= Star Académie =

Canadian reality television series

Star Académie is a Canadian reality television series that started in 2003, aimed primarily at the Quebec television audience, featuring an array of young women and men under the age of 30 competing for the title of the next solo singing sensation. It is the French-Canadian adaptation of the French television show Star Academy produced by Dutch company Endemol, based on the Spanish format called Operación Triunfo.

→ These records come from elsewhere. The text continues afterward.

use crate::domain::{CommentError, FormatEntry, FormatType, Network};
use crate::ports::Certificate;

/// Renders every entry in order. The result has no comment prefix and no trailing newline.
pub fn render_annotation<C: Certificate + ?Sized>(cert: &C, entries: &[FormatEntry]) -> Result<String, CommentError> {
    let mut out = String::new();
    for entry in entries {
        if let Some(field) = format_entry(cert, entry)? {
            out.push_str(&field);
        }
    }
    Ok(out)
}

/// One field with its leading space, or `None` when the entry suppresses its value.
pub fn format_entry<C: Certificate + ?Sized>(cert: &C, entry: &FormatEntry) -> Result<Option<String>, CommentError> {
    let value = field_value(cert, entry.kind)?;
    if entry.suppresses(&value) {
        return Ok(None);
    }

    let field = match entry.kind {
        FormatType::Json => format!(" {}", value),
        kind if needs_quotes(&value) => format!(" {}={}", kind, quote(&value)),
        kind => format!(" {}={}", kind, value),
    };
    Ok(Some(field))
}

pub fn field_value<C: Certificate + ?Sized>(cert: &C, kind: FormatType) -> Result<String, CommentError> {
    match kind {
        FormatType::Name => Ok(cert.name().to_string()),
        FormatType::Version => Ok(cert.version().to_string()),
        FormatType::Curve => Ok(cert.curve().to_string()),
        FormatType::Groups => Ok(cert.groups().join(",")),
        FormatType::NotAfter => Ok(cert.not_after().format("%Y-%m-%d").to_string()),
        FormatType::Fingerprint => cert.fingerprint(),
        FormatType::Networks => Ok(Network::join(cert.networks())),
        FormatType::UnsafeNetworks => Ok(Network::join(cert.unsafe_networks())),
        FormatType::Json => cert.to_json(),
        FormatType::Invalid => Err(CommentError::input(format!("invalid type: {}", kind))),
    }
}

/// Bare values may only contain ASCII letters, digits, `-`, `:` and `_`.
pub fn needs_quotes(value: &str) -> bool {
    !value.bytes().all(|b| b.is_ascii_alphanumeric() || matches!(b, b'-' | b':' | b'_'))
}

/// Double-quoted with Go `strconv.Quote` escapes: `\xNN` below space and for DEL,
/// `\uNNNN` / `\UNNNNNNNN` for other non-printing characters.
pub fn quote(value: &str) -> String {
    let mut out = String::with_capacity(value.len() + 2);
    out.push('"');
    for c in value.chars() {
        match c {
            '"' | '\\' => {
                out.push('\\');
                out.push(c);
            }
            '\u{7}' => out.push_str("\\a"),
            '\u{8}' => out.push_str("\\b"),
            '\u{c}' => out.push_str("\\f"),
            '\n' => out.push_str("\\n"),
            '\r' => out.push_str("\\r"),
            '\t' => out.push_str("\\t"),
            '\u{b}' => out.push_str("\\v"),
            c if c < ' ' || c == '\u{7f}' => out.push_str(&format!("\\x{:02x}", c as u32)),
            c if is_printable(c) => out.push(c),
            c if (c as u32) < 0x10000 => out.push_str(&format!("\\u{:04x}", c as u32)),
            c => out.push_str(&format!("\\U{:08x}", c as u32)),
        }
    }
    out.push('"');
    out
}

/// Graphic characters plus ASCII space. Other spaces, controls, format characters and private use are not.
fn is_printable(c: char) -> bool {
    if c.is_ascii() {
        return (' '..='~').contains(&c);
    }
    if c.is_control() || c.is_whitespace() {
        return false;
    }
    !matches!(c as u32,
        0xad | 0x600..=0x605 | 0x61c | 0x6dd | 0x70f | 0x180e
        | 0x200b..=0x200f | 0x202a..=0x202e | 0x2060..=0x206f
        | 0xe000..=0xf8ff | 0xfeff | 0xfff9..=0xfffb
        | 0xf0000..=0x10ffff)
}

#[cfg(test)]
mod tests {
    use super::*;
    use crate::application::format_parser::{parse_format_entries, DEFAULT_FORMAT};
    use crate::application::testing::FakeCert;
    use crate::domain::ErrorClass;

    fn render(cert: &FakeCert, format: &str) -> String {
        render_annotation(cert, &parse_format_entries(format).unwrap()).unwrap()
    }

    #[test]
    fn default_format_for_simple_ca() {
        let cert = FakeCert::new("My CA").with_groups(&["dev"]);
        assert_eq!(
            render(&cert, DEFAULT_FORMAT),
            format!(" name=\"My CA\" groups=dev notAfter=2026-06-11 fingerprint={}", FakeCert::FINGERPRINT)
        );
    }

    #[test]
    fn field_order_follows_format() {
        let cert = FakeCert::new("host").with_groups(&["a"]);
        assert_eq!(render(&cert, "groups,name,version"), " groups=a name=host version=1");
        assert_eq!(render(&cert, "version,name,groups"), " version=1 name=host groups=a");
    }

    #[test]
    fn omit_empty_drops_the_whole_field() {
        let cert = FakeCert::new("host");
        assert_eq!(render(&cert, "name,groups:?"), " name=host");
        assert_eq!(render(&cert, "name,groups"), " name=host groups=");
    }

    #[test]
    fn exclusion_only_matches_exact_value() {
        let v1 = FakeCert::new("host");
        let v2 = FakeCert::new("host").with_version(2);
        assert_eq!(render(&v1, "version:!=1"), "");
        assert_eq!(render(&v2, "version:!=1"), " version=2");
        assert_eq!(render(&v1, "curve:!=P256"), " curve=CURVE25519");
    }

    #[test]
    fn empty_exclusion_keeps_empty_value() {
        let cert = FakeCert::new("host");
        assert_eq!(render(&cert, "groups:!="), " groups=");
    }

    #[test]
    fn quoting_rules() {
        let cert = FakeCert::new("host").with_groups(&["ops team", "dev"]);
        assert_eq!(render(&cert, "groups"), " groups=\"ops team,dev\"");
        assert_eq!(render(&cert, "fingerprint"), format!(" fingerprint={}", FakeCert::FINGERPRINT));
        assert_eq!(render(&FakeCert::new("say \"hi\""), "name"), " name=\"say \\\"hi\\\"\"");
        assert!(needs_quotes("a,b"));
        assert!(needs_quotes("10.0.0.1/24"));
        assert!(!needs_quotes("2026-06-11"));
        assert!(!needs_quotes(""));
        assert!(needs_quotes("héllo"));
    }

    #[test]
    fn quoting_uses_go_escapes() {
        assert_eq!(quote("ops team"), "\"ops team\"");
        assert_eq!(quote("a\\b"), "\"a\\\\b\"");
        assert_eq!(quote("tab\there\n"), "\"tab\\there\\n\"");
        assert_eq!(quote("\u{0}\u{1}\u{7f}"), "\"\\x00\\x01\\x7f\"");
        assert_eq!(quote("\u{7}\u{b}"), "\"\\a\\v\"");
        assert_eq!(quote("héllo ☃"), "\"héllo ☃\"");
        assert_eq!(quote("a\u{a0}b\u{200b}"), "\"a\\u00a0b\\u200b\"");
        assert_eq!(quote("\u{f0000}"), "\"\\U000f0000\"");
        assert_eq!(render(&FakeCert::new("del\u{7f}"), "name"), " name=\"del\\x7f\"");
    }

    #[test]
    fn networks_are_joined_and_quoted() {
        let cert = FakeCert::new("host").with_networks(&["10.1.0.1/24", "10.2.0.1/16"]);
        assert_eq!(render(&cert, "networks,unsafeNetworks:?"), " networks=\"10.1.0.1/24,10.2.0.1/16\"");
    }

    #[test]
    fn json_is_emitted_raw() {
        let cert = FakeCert::new("host");
        assert_eq!(render(&cert, "name,json"), " name=host {\"name\":\"host\"}");
    }

    #[test]
    fn fingerprint_failure_aborts_render() {
        let cert = FakeCert::new("host").without_fingerprint();
        let entries = parse_format_entries("name,fingerprint").unwrap();
        let err = render_annotation(&cert, &entries).unwrap_err();
        assert_eq!(err.class, ErrorClass::Fingerprint);
    }

    #[test]
    fn invalid_entry_is_rejected() {
        let cert = FakeCert::new("host");
        let err = format_entry(&cert, &FormatEntry::new(FormatType::Invalid)).unwrap_err();
        assert_eq!(err.class, ErrorClass::Input);
    }
}
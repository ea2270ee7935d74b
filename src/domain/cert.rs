use std::fmt;
use std::net::IpAddr;

#[derive(Debug, Clone, Copy, PartialEq, Eq, Default)]
pub enum Curve {
    #[default]
    Curve25519,
    P256,
}

impl Curve {
    pub fn from_code(code: i64) -> Option<Curve> {
        match code {
            0 => Some(Curve::Curve25519),
            1 => Some(Curve::P256),
            _ => None,
        }
    }

    pub fn code(&self) -> u8 {
        match self {
            Curve::Curve25519 => 0,
            Curve::P256 => 1,
        }
    }

    pub fn as_str(&self) -> &'static str {
        match self {
            Curve::Curve25519 => "CURVE25519",
            Curve::P256 => "P256",
        }
    }
}

impl fmt::Display for Curve {
    fn fmt(&self, f: &mut fmt::Formatter<'_>) -> fmt::Result {
        f.write_str(self.as_str())
    }
}

/// An address plus prefix length, rendered as `addr/len`. The address is kept as given, not masked.
#[derive(Debug, Clone, Copy, PartialEq, Eq)]
pub struct Network {
    pub addr: IpAddr,
    pub prefix_len: u8,
}

impl Network {
    pub fn new(addr: IpAddr, prefix_len: u8) -> Self {
        Self { addr, prefix_len }
    }

    pub fn join(networks: &[Network]) -> String {
        networks.iter().map(|n| n.to_string()).collect::<Vec<_>>().join(",")
    }
}

impl fmt::Display for Network {
    fn fmt(&self, f: &mut fmt::Formatter<'_>) -> fmt::Result {
        write!(f, "{}/{}", self.addr, self.prefix_len)
    }
}

#[cfg(test)]
mod tests {
    use super::*;
    use std::net::{Ipv4Addr, Ipv6Addr};

    #[test]
    fn network_display() {
        let v4 = Network::new(IpAddr::V4(Ipv4Addr::new(10, 1, 0, 5)), 24);
        let v6 = Network::new(IpAddr::V6(Ipv6Addr::new(0xfd00, 0, 0, 0, 0, 0, 0, 1)), 64);
        assert_eq!(v4.to_string(), "10.1.0.5/24");
        assert_eq!(Network::join(&[v4, v6]), "10.1.0.5/24,fd00::1/64");
        assert_eq!(Network::join(&[]), "");
    }

    #[test]
    fn curve_codes() {
        assert_eq!(Curve::from_code(0), Some(Curve::Curve25519));
        assert_eq!(Curve::from_code(1).map(|c| c.to_string()), Some("P256".to_string()));
        assert_eq!(Curve::from_code(7), None);
        assert_eq!(Curve::P256.code(), 1);
        assert_eq!(Curve::from_code(Curve::Curve25519.code().into()), Some(Curve::Curve25519));
    }
}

There have been seasons in 2003, 2004, 2005, 2009, and 2012. In June 2019, TVA stated that a reboot for Star Académie was possible. Two months later, the network announced that the reboot is set for early 2021. On September 22, 2020, it was announced that singer Patrice Michaud would take over Julie Snyder as host for the 2021 season. In June 2021, Michaud stated that he would not return as host for the following season. In August 2021, it was announced that singer-songwriter Marc Dupré would replace Michaud as host in 2022.

==Description==
It is aired for two months (February to April) on the TVA network. Hosted by Julie Snyder, the show is a competition to find the best young francophone singer, not only in Quebec, but also in French-speaking regions of Canada, having auditions in Ontario (Eastern Ontario) and New Brunswick (l'Acadie). Then fourteen people (seven of each gender) are chosen to compete in front of the cameras.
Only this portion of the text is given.